The Eder Valley was covered by heavy fog, but the dam was not defended with anti-aircraft positions as the difficult topography of the surrounding hills was thought to make an attack virtually impossible. With approach so difficult the first aircraft, Shannon's, made six runs before taking a break. Maudslay (Z for Zebra) then attempted a run but the bomb struck the top of the dam and the aircraft was severely damaged in the blast. Shannon made another run and successfully dropped his bomb. The final bomb of the formation, from Knight's aircraft (N for Nut), breached the dam.

===Attacks on the Sorpe and Ennepe Dams===
The Sorpe dam was the one least likely to be breached. It was a huge earthen dam, unlike the two concrete-and-steel gravity dams that were attacked successfully. Due to various problems, only two Lancasters reached the Sorpe Dam: Joe McCarthy (in T for Tommy, a delayed aircraft from the second wave) and later Brown (F for Freddie) from the third formation. This attack differed from the previous ones in two ways: the 'Upkeep' bomb was not spun, and due to the topography of the valley the approach was made along the length of the dam, not at right angles over the reservoir.

McCarthy's plane was on its own when it arrived over the Sorpe Dam at 00:15 hours, and realised the approach was even more difficult than expected: the flight path led over a church steeple in the village of Langscheid, located on the hillcrest overlooking the dam. With only seconds to go before the bomber had to pull up, to avoid hitting the hillside at the other end of the dam, the bomb aimer George Johnson had no time to correct the bomber's height and heading.

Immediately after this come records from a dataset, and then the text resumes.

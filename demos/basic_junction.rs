//! Basic junction example
//!
//! This example demonstrates the basic usage of crossflow:
//! - Building an intersection controller with an in-memory arrival source
//! - Running the synthetic traffic producer alongside the junction loops
//! - Observing stats and shutting down gracefully

use crossflow::{
    ArrivalSink, ArrivalSource, IntersectionBuilder, JunctionConfig, MemorySource, Road,
    VehicleProducer,
};
use std::sync::atomic::{AtomicBool, Ordering};
use std::sync::Arc;
use std::time::Duration;

#[tokio::main]
async fn main() -> anyhow::Result<()> {
    // Initialize tracing
    tracing_subscriber::fmt::init();

    println!("=== Crossflow: Basic Junction Example ===\n");

    // One in-memory arrival source per road, shared between the producer
    // (writer) and the controller's ingestion loop (reader).
    let sources: Vec<Arc<MemorySource>> = Road::ALL.map(|_| Arc::new(MemorySource::new())).into();

    let config = JunctionConfig::default()
        .with_ingest_period(Duration::from_millis(500))
        .with_tick_period(Duration::from_millis(100))
        .with_release_gate(Duration::from_millis(300))
        .with_drain_period(Duration::from_millis(500));

    let mut builder = IntersectionBuilder::new().with_config(config);
    for source in &sources {
        builder = builder.with_source(Arc::clone(source) as Arc<dyn ArrivalSource>);
    }
    let controller = builder.build().await;
    println!("✓ Controller created with 12 lanes");

    controller.start().await?;
    println!("✓ Junction loops started\n");

    // Synthetic traffic on a fast cadence for the demo
    let producer = Arc::new(VehicleProducer::new(
        Road::ALL
            .into_iter()
            .zip(sources.iter().cloned())
            .map(|(road, source)| (road, source as Arc<dyn ArrivalSink>))
            .collect(),
    ));
    let producing = Arc::new(AtomicBool::new(true));
    let producer_task = {
        let producer = Arc::clone(&producer);
        let producing = Arc::clone(&producing);
        tokio::spawn(async move {
            producer.run(Duration::from_millis(700), producing).await;
        })
    };

    println!("Running for 5 seconds...\n");
    tokio::time::sleep(Duration::from_secs(5)).await;

    producing.store(false, Ordering::SeqCst);
    producer_task.await?;
    controller.shutdown().await;
    println!("✓ Shutdown complete\n");

    println!("=== Junction Statistics ===");
    let stats = controller.stats().await;
    println!("Generated: {}", producer.generated_total());
    println!("Ingested:  {}", stats.ingested_total);
    println!("Served:    {}", stats.served_total);
    println!("Queued:    {}", stats.total_queued);

    let mut lanes: Vec<_> = stats.lanes.iter().collect();
    lanes.sort();
    for (lane, depth) in lanes {
        println!("  {lane}: {depth} waiting");
    }

    Ok(())
}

McCarthy made nine attempted bombing runs before Johnson was satisfied. The 'Upkeep' bomb was dropped on the tenth run. The bomb exploded but when he turned his Lancaster to assess the damage, it turned out that only a section of the crest of the dam had been blown off; the main body of the dam remained.

Three of the reserve aircraft had been directed to the Sorpe Dam. Burpee (S for Sugar) never arrived, and it was later determined that the plane had been shot down while skirting the Gilze-Rijen airfield. Brown (F for Freddie) reached the Sorpe Dam: in the increasingly dense fog, after seven runs, Brown conferred with his bomb aimer and dropped incendiary devices on either side of the valley, which ignited a fire which subsequently lifted the fog enough to drop a direct hit on the eighth run. The bomb cracked but failed to breach the dam. Anderson (Y for York) never arrived having been delayed by damage to his rear turret and dense fog which made his attempts to find the target impossible. The remaining two bombers were then sent to secondary targets, with Ottley (C for Charlie) being shot down en route to the Lister Dam. Townsend (O for Orange) eventually dropped his bomb at the Ennepe Dam without harming it.

===Possible attack on Bever Dam===
There is some evidence that Townsend might have attacked the Bever Dam by mistake rather than the Ennepe Dam. The War Diary of the German Naval Staff reported that the Bever Dam was attacked at nearly the same time that the Sorpe Dam was. In addition, the Wupperverband authority responsible for the Bever Dam is said to have recovered the remains of a "mine"; and Paul Keiser, a 19-year-old soldier on leave at his home close to the Bever Dam, reported a bomber making several approaches to the dam and then dropping a bomb that caused a large explosion and a great pillar of flame.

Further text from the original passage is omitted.